For US fast food chains China too large to pass up

For US fast food chains China too large to pass up

WASHINGTON
For US fast food chains China too large to pass up

There’s been no shortage of tough news for China’s economy as some of the world’s biggest brands consider or take action to shift manufacturing to friendlier shores at a time of unease about security controls, protectionism and wobbly relations between Beijing and Washington.

Count Adidas, Apple and Samsung among those looking elsewhere.

But as a tumultuous 2023 for the Chinese economy comes to a close, there has been at least one bright spot for Beijing when it comes to foreign investment: American fast-food chains have decided a market of 1.4 billion people is simply too delicious to pass up.

KFC China’s parent company opened its 10,000th restaurant in China last month and aims to have stores within reach of half of China’s population by 2026.

McDonald’s is planning to open 3,500 new stores in China over the next four years.

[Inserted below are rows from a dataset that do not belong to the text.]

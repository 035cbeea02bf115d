//! Graph validation.
//!
//! Runs after compilation and rejects graphs that reference provinces or
//! coasts the description never declared. Checks run in the graph's sorted
//! order, so the reported error is stable for a given input.

use super::error::MapError;
use super::graph::CompiledMap;

/// Checks every adjacency endpoint against the declared provinces and coasts.
pub fn validate(map: &CompiledMap) -> Result<(), MapError> {
    for (from, to) in &map.army_adj {
        if !map.provinces.contains_key(to) {
            log::warn!("army adjacency {} -> {} targets an unknown province", from, to);
            return Err(MapError::DanglingReference {
                from: from.clone(),
                to: to.clone(),
            });
        }
    }

    for (from, to) in &map.fleet_adj {
        let Some(target) = map.province(&to.province) else {
            log::warn!("fleet adjacency {} -> {} targets an unknown province", from, to);
            return Err(MapError::DanglingReference {
                from: from.province.clone(),
                to: to.province.clone(),
            });
        };
        if !target.accepts_coast(to.coast.as_deref()) {
            log::warn!("fleet adjacency {} -> {} names an undeclared coast", from, to);
            return Err(MapError::UnknownCoast {
                from: from.province.clone(),
                to: to.province.clone(),
                coast: to.coast_str().to_string(),
            });
        }
    }

    Ok(())
}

And Starbucks invested $220 million in a manufacturing and distribution facility in eastern China, its biggest project outside the U.S.

This is surely not what Chinese President Xi Jinping had in mind as he made the case to American CEOs about the upside of China’s “super-large market” last month while he was in San Francisco for a summit of world leaders.

The investments in fast food and other consumer goods, while Washington is curbing exports of computer chips and other advanced technology, don’t fit into China’s own blueprint for modernizing its economy.

“As you try to interpret the signals from McDonald’s and Starbucks" and other chains, says Phil Levy, chief economist at Flexport, “note what the industries are: These are not high-tech burgers.’’

And while some U.S. companies are increasing investments in the world’s second-largest economy, overall foreign investment began falling this year.

In the July-September quarter, net foreign direct investment in China sank to a deficit of $11.8 billion, the first quarterly deficit since Beijing began publishing the data in 1998.

As tensions simmer between China and its Western trading partners, many multinational companies are shifting investments to other places, such as Southeast Asia or India, or repatriating their earnings.

That has sapped China of a key engine when its economy has yet to fully recover from the disruptions of the pandemic and a property industry crisis that has been a drag on growth.

A survey released in September by the U.S.-China Business Council suggested that the uncertainty has taken a toll: 43 percent of its members said China’s business environment had deteriorated in the past year, and 83 percent said they were less optimistic about China than they had been three years ago.

Still, bullishness for China as other industries try to de-risk and detangle from Beijing may be a profit-increasing strategy for the fast-food industry.

At their annual investors day gathering this month, McDonald’s executives noted that 70 million of the 150 million customers active in its customer loyalty program are in China.